To connect populations of native cells, you need to know the available
synaptic receptor types:

.. doctest::

    >>> ht_neuron.receptor_types
    ['NMDA', 'AMPA', 'GABA_A', 'GABA_B']
    >>> from pyNN.nest import Projection, AllToAllConnector
    >>> connector = AllToAllConnector()
    >>> prj_ampa = Projection(p2, p1, connector, receptor_type='AMPA')
    >>> prj_nmda = Projection(p2, p1, connector, receptor_type='NMDA')


Using native synaptic plasticity models
=======================================

To use a NEST STDP model with PyNN, we use the :func:`native_synapse_type`
function:

.. doctest::

    >>> from pyNN.nest import native_synapse_type
    >>> stdp = native_synapse_type("stdp_synapse")(**{"Wmax": 50.0, "lambda": 0.015})
    >>> prj_plastic = Projection(p1, p1, connector, receptor_type='AMPA', synapse_type=stdp)

Common synapse properties
-------------------------

Some NEST synapse models (e.g. ``stdp_facetshw_synapse_hom``) make use of
common synapse properties to conserve memory.

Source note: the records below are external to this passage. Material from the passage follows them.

// Copyright 2025 the Runebender Xilem Authors
// SPDX-License-Identifier: Apache-2.0

//! Error type for the fallible outer surfaces (config files, replay scripts).
//!
//! The per-frame core never fails: missing glyph data is skipped, not
//! reported.

use std::path::PathBuf;

/// Errors raised while loading configuration or replay scripts
#[derive(Debug, thiserror::Error)]
pub enum CanvasError {
    #[error("failed to read {}", path.display())]
    Io {
        path: PathBuf,
        #[source]
        source: std::io::Error,
    },

    #[error("invalid canvas config")]
    Config(#[from] toml::de::Error),

    #[error("invalid replay script")]
    Script(#[from] serde_json::Error),

    #[error("replay script has no glyph named {0:?}")]
    MissingGlyph(String),
}

impl CanvasError {
    pub(crate) fn io(path: impl Into<PathBuf>, source: std::io::Error) -> Self {
        Self::Io {
            path: path.into(),
            source,
        }
    }
}
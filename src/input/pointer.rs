// Copyright 2025 the Runebender Xilem Authors
// SPDX-License-Identifier: Apache-2.0

//! Per-frame pointer snapshot

use kurbo::{Point, Vec2};
use serde::{Deserialize, Serialize};

/// Primary button state
#[derive(Debug, Clone, Copy, Default, PartialEq, Eq, Serialize, Deserialize)]
#[serde(rename_all = "lowercase")]
pub enum ButtonState {
    #[default]
    Up,
    Down,
}

/// Button transition observed during the current frame
#[derive(Debug, Clone, Copy, Default, PartialEq, Eq, Serialize, Deserialize)]
#[serde(rename_all = "lowercase")]
pub enum PointerEdge {
    #[default]
    None,
    Down,
    Up,
}

/// Pointer state for one frame, in canvas space (y up)
#[derive(Debug, Clone, Copy, Default, PartialEq, Serialize, Deserialize)]
#[serde(default)]
pub struct PointerState {
    pub position: Point,
    /// Movement since the previous frame
    pub delta: Vec2,
    /// Accumulated wheel delta for this frame
    pub wheel: f64,
    pub button: ButtonState,
    pub edge: PointerEdge,
}

impl PointerState {
    /// Button went down this frame
    pub fn pressed(&self) -> bool {
        self.edge == PointerEdge::Down
    }

    /// Button was released this frame
    pub fn released(&self) -> bool {
        self.edge == PointerEdge::Up
    }

    pub fn is_down(&self) -> bool {
        self.button == ButtonState::Down
    }

    pub fn is_wheeling(&self) -> bool {
        self.wheel != 0.0
    }
}
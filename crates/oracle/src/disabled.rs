//! Disabled Oracle

use crate::{Oracle, OracleError};
use ad_model::{AdInput, Prediction, SuggestionSet};
use async_trait::async_trait;

/// Oracle used when no credential is configured; every call fails with
/// [`OracleError::Disabled`]
#[derive(Debug, Clone, Copy, Default)]
pub struct DisabledOracle;

#[async_trait]
impl Oracle for DisabledOracle {
    fn name(&self) -> &str {
        "Mock AI"
    }

    fn is_enabled(&self) -> bool {
        false
    }

    async fn predict(&self, _ad: &AdInput) -> Result<Prediction, OracleError> {
        Err(OracleError::Disabled)
    }

    async fn suggest(
        &self,
        _ad: &AdInput,
        _prediction: &Prediction,
    ) -> Result<SuggestionSet, OracleError> {
        Err(OracleError::Disabled)
    }
}

#[cfg(test)]
mod tests {
    use super::*;

    #[tokio::test]
    async fn test_always_disabled() {
        let oracle = DisabledOracle;
        assert!(!oracle.is_enabled());
        let err = oracle.predict(&AdInput::default()).await.unwrap_err();
        assert!(matches!(err, OracleError::Disabled));
    }
}
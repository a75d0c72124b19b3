use std::sync::Arc;

use auth::AuthError;
use axum::{
    extract::{Request, State},
    http::HeaderMap,
    middleware::Next,
    response::Response,
};

use crate::error::ApiError;
use crate::AppState;

/// Authenticated caller, inserted into request extensions
#[derive(Debug, Clone, PartialEq, Eq)]
pub struct CurrentUser {
    pub id: i64,
    pub email: String,
}

pub async fn auth_middleware(
    State(state): State<Arc<AppState>>,
    mut req: Request,
    next: Next,
) -> Result<Response, ApiError> {
    let token = extract_bearer(req.headers())?;
    let claims = state.tokens.validate(token)?;

    // the token may name a user this store has never seen
    if state.store.find_user_by_id(claims.sub).await?.is_none() {
        return Err(AuthError::InvalidToken("unknown user".to_string()).into());
    }

    req.extensions_mut().insert(CurrentUser {
        id: claims.sub,
        email: claims.email,
    });

    Ok(next.run(req).await)
}

fn extract_bearer(headers: &HeaderMap) -> Result<&str, AuthError> {
    let header = headers
        .get(axum::http::header::AUTHORIZATION)
        .ok_or(AuthError::MissingToken)?;

    let header = header
        .to_str()
        .map_err(|_| AuthError::InvalidToken("non-ascii header".to_string()))?;

    let token = header
        .strip_prefix("Bearer ")
        .ok_or(AuthError::MissingToken)?
        .trim();

    if token.is_empty() {
        return Err(AuthError::MissingToken);
    }

    Ok(token)
}
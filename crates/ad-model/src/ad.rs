//! Ad Input

use crate::error::ValidationError;
use serde::{Deserialize, Serialize};
use std::fmt;

/// Largest accepted budget in dollars. Keeps derived counts well inside the
/// range storage can hold.
pub const MAX_BUDGET: f64 = 1e12;

/// Advertising platform the ad runs on
#[derive(Debug, Clone, PartialEq, Eq, Hash, Serialize, Deserialize)]
#[serde(from = "String", into = "String")]
pub enum Platform {
    Facebook,
    Instagram,
    /// Wire name `"Google Ads"`
    GoogleAds,
    /// Any other platform, kept verbatim
    Other(String),
}

impl Platform {
    /// Get string representation
    pub fn as_str(&self) -> &str {
        match self {
            Platform::Facebook => "Facebook",
            Platform::Instagram => "Instagram",
            Platform::GoogleAds => "Google Ads",
            Platform::Other(name) => name,
        }
    }

    /// CTR multiplier used by the fallback predictor
    pub fn ctr_multiplier(&self) -> f64 {
        match self {
            Platform::Facebook => 1.2,
            Platform::Instagram => 1.5,
            Platform::GoogleAds | Platform::Other(_) => 1.0,
        }
    }

    pub fn is_blank(&self) -> bool {
        self.as_str().trim().is_empty()
    }
}

impl Default for Platform {
    fn default() -> Self {
        Platform::Other(String::new())
    }
}

impl From<String> for Platform {
    fn from(name: String) -> Self {
        match name.as_str() {
            "Facebook" => Platform::Facebook,
            "Instagram" => Platform::Instagram,
            "Google Ads" => Platform::GoogleAds,
            _ => Platform::Other(name),
        }
    }
}

impl From<&str> for Platform {
    fn from(name: &str) -> Self {
        Platform::from(name.to_string())
    }
}

impl From<Platform> for String {
    fn from(platform: Platform) -> Self {
        match platform {
            Platform::Other(name) => name,
            known => known.as_str().to_string(),
        }
    }
}

impl fmt::Display for Platform {
    fn fmt(&self, f: &mut fmt::Formatter<'_>) -> fmt::Result {
        f.write_str(self.as_str())
    }
}

/// Description of an advertisement submitted for prediction.
///
/// Every field defaults when absent so that partially filled payloads still
/// reach the fallback engine; [`AdInput::validate`] is what enforces the
/// required fields on the prediction path.
#[derive(Debug, Clone, Default, PartialEq, Serialize, Deserialize)]
#[serde(default)]
pub struct AdInput {
    pub title: String,
    pub text: String,
    /// Campaign budget in dollars
    pub budget: f64,
    pub audience: String,
    pub platform: Platform,
    /// Opaque image reference (usually a data URL)
    #[serde(skip_serializing_if = "Option::is_none")]
    pub image: Option<String>,
}

impl AdInput {
    /// Create an ad input without an image
    pub fn new(
        title: impl Into<String>,
        text: impl Into<String>,
        budget: f64,
        audience: impl Into<String>,
        platform: impl Into<Platform>,
    ) -> Self {
        Self {
            title: title.into(),
            text: text.into(),
            budget,
            audience: audience.into(),
            platform: platform.into(),
            image: None,
        }
    }

    /// Check that every field needed for a prediction is present
    pub fn validate(&self) -> Result<(), ValidationError> {
        if self.title.trim().is_empty() {
            return Err(ValidationError::MissingField("title"));
        }
        if self.text.trim().is_empty() {
            return Err(ValidationError::MissingField("text"));
        }
        if self.budget == 0.0 {
            return Err(ValidationError::MissingField("budget"));
        }
        if !self.budget.is_finite() || self.budget < 0.0 {
            return Err(ValidationError::InvalidBudget(self.budget));
        }
        if self.budget > MAX_BUDGET {
            return Err(ValidationError::BudgetTooLarge(self.budget));
        }
        if self.audience.trim().is_empty() {
            return Err(ValidationError::MissingField("audience"));
        }
        if self.platform.is_blank() {
            return Err(ValidationError::MissingField("platform"));
        }
        Ok(())
    }
}

#[cfg(test)]
mod tests {
    use super::*;

    fn sample() -> AdInput {
        AdInput::new(
            "Summer Sale",
            "Get 50% off all items now",
            100.0,
            "young adults",
            "Instagram",
        )
    }

    #[test]
    fn test_platform_names_round_trip() {
        assert_eq!(Platform::from("Google Ads"), Platform::GoogleAds);
        assert_eq!(Platform::from("TikTok"), Platform::Other("TikTok".into()));
        assert_eq!(String::from(Platform::GoogleAds), "Google Ads");
        assert_eq!(Platform::from("LinkedIn").to_string(), "LinkedIn");
    }

    #[test]
    fn test_valid_input() {
        assert!(sample().validate().is_ok());
    }

    #[test]
    fn test_missing_fields() {
        let mut ad = sample();
        ad.title = "  ".into();
        assert_eq!(ad.validate(), Err(ValidationError::MissingField("title")));

        let mut ad = sample();
        ad.budget = 0.0;
        assert_eq!(ad.validate(), Err(ValidationError::MissingField("budget")));

        let mut ad = sample();
        ad.platform = Platform::default();
        assert_eq!(ad.validate(), Err(ValidationError::MissingField("platform")));
    }

    #[test]
    fn test_negative_budget() {
        let mut ad = sample();
        ad.budget = -5.0;
        assert!(matches!(ad.validate(), Err(ValidationError::InvalidBudget(_))));
    }

    #[test]
    fn test_budget_upper_bound() {
        let mut ad = sample();
        ad.budget = MAX_BUDGET;
        assert!(ad.validate().is_ok());

        ad.budget = 1e18;
        assert_eq!(ad.validate(), Err(ValidationError::BudgetTooLarge(1e18)));
        assert!(ValidationError::BudgetTooLarge(1e18)
            .to_string()
            .starts_with("Budget must be at most"));
    }

    #[test]
    fn test_partial_payload_deserializes() {
        let ad: AdInput = serde_json::from_str(r#"{"title":"Hi","platform":"Facebook"}"#).unwrap();
        assert_eq!(ad.title, "Hi");
        assert_eq!(ad.text, "");
        assert_eq!(ad.budget, 0.0);
        assert_eq!(ad.platform, Platform::Facebook);
    }
}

This has the following
implications for their usage in PyNN:

* Common properties can only have one homogeneous value per projection. Trying
  to assign heterogeneous values will result in a ``ValueError``.

* Common properties can currently not be retrieved using ``Projection.get``.
  However, they will only deviate from the default when changed manually.